Rainer Egloff is a researcher at Collegium Helveticum working particularly in the project «tracking the human».
He is a historian specialized in the history of the social sciences. His dissertation was concerned with the development of sociology as an independent academic discipline in the USA of the late 19th and early 20th Century and especially at the University of Chicago, 1892–1918. Rainer Egloff’s current research mainly centers on a history of the interdisciplinary field «culture and personality». Related to this is Rainer’s research (pursued together with Andrew Abbott of the University of Chicago) on the life and work of William Isaac Thomas (1863–1947), a figure of paramount importance to the history both of «culture and personality» and 20th Century Social Science at large. Other research interests lie within urban history and cultural studies.

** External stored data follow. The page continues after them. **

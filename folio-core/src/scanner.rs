use std::path::{Component, Path, PathBuf};

use walkdir::{DirEntry, WalkDir};

use crate::document::{Document, Identity};
use crate::error::PipelineError;

const EXTENSIONS: [&str; 2] = ["md", "markdown"];

/// Finds and loads every content unit under a root directory.
pub struct ContentScanner {
    source_dir: PathBuf,
}

impl ContentScanner {
    pub fn new<P: AsRef<Path>>(path: P) -> Self {
        Self {
            source_dir: path.as_ref().to_path_buf(),
        }
    }

    /// Load every document. Stops at the first file that fails.
    pub fn scan(&self) -> Result<Vec<Document>, PipelineError> {
        tracing::info!("Scanning: {}", self.source_dir.display());

        let mut documents = Vec::new();
        for path in self.content_files()? {
            let identity = Identity::from_path(&self.source_dir, &path)
                .ok_or_else(|| PipelineError::io(&path, invalid_path()))?;
            documents.push(self.read(identity, &path)?);
        }

        tracing::info!(documents = documents.len(), "scan complete");
        Ok(documents)
    }

    /// Paths of all content files, in a stable order.
    pub fn content_files(&self) -> Result<Vec<PathBuf>, PipelineError> {
        let mut paths = Vec::new();
        for entry in WalkDir::new(&self.source_dir)
            .sort_by_file_name()
            .into_iter()
            .filter_entry(|e| e.depth() == 0 || !is_hidden(e))
        {
            let entry = entry?;
            if entry.file_type().is_file() && is_content(entry.path()) {
                paths.push(entry.into_path());
            }
        }

        Ok(paths)
    }

    /// Load one document by identity, whatever its draft status.
    pub fn load(&self, identity: &Identity) -> Result<Document, PipelineError> {
        let relative = Path::new(identity.as_str());
        let escapes = relative
            .components()
            .any(|c| !matches!(c, Component::Normal(_)));
        if escapes || !is_content(relative) {
            return Err(PipelineError::InvalidIdentity {
                identity: identity.clone(),
            });
        }

        self.read(identity.clone(), &self.source_dir.join(relative))
    }

    fn read(&self, identity: Identity, path: &Path) -> Result<Document, PipelineError> {
        tracing::debug!(%identity, "loading");
        let source = std::fs::read_to_string(path).map_err(|e| PipelineError::io(path, e))?;
        Ok(Document::parse(identity, &source)?)
    }
}

/// Load a single document from `root` without scanning the rest.
pub fn load_document<P: AsRef<Path>>(root: P, identity: &Identity) -> Result<Document, PipelineError> {
    ContentScanner::new(root).load(identity)
}

fn is_hidden(entry: &DirEntry) -> bool {
    entry.file_name().to_string_lossy().starts_with('.')
}

fn is_content(path: &Path) -> bool {
    path.extension()
        .map(|ext| EXTENSIONS.contains(&ext.to_string_lossy().to_lowercase().as_str()))
        .unwrap_or(false)
}

fn invalid_path() -> std::io::Error {
    std::io::Error::new(std::io::ErrorKind::InvalidInput, "path is outside the source directory")
}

Rainer Egloff is also a researcher at the Ludwik Fleck Center, an institution administering Fleck’s scientific remains, collecting secondary sources, and fostering research on Fleck’s writings and life. At Collegium Helveticum, Rainer is engaged with various projects in transdisciplinary research and events. Together with Gerd Folkers and Johannes Fehr he is currently editing a volume on the pragmatics of emotions («Pragmatik der Gefühle»). He is teaching at the University of Zurich and at the ETH Zurich. Most recent teaching (together with Susanne Brauer) was on George Herbert Mead’s Mind, Self and Society (Seminar in Philosophy at the University of Zurich, Sommersemester 2008).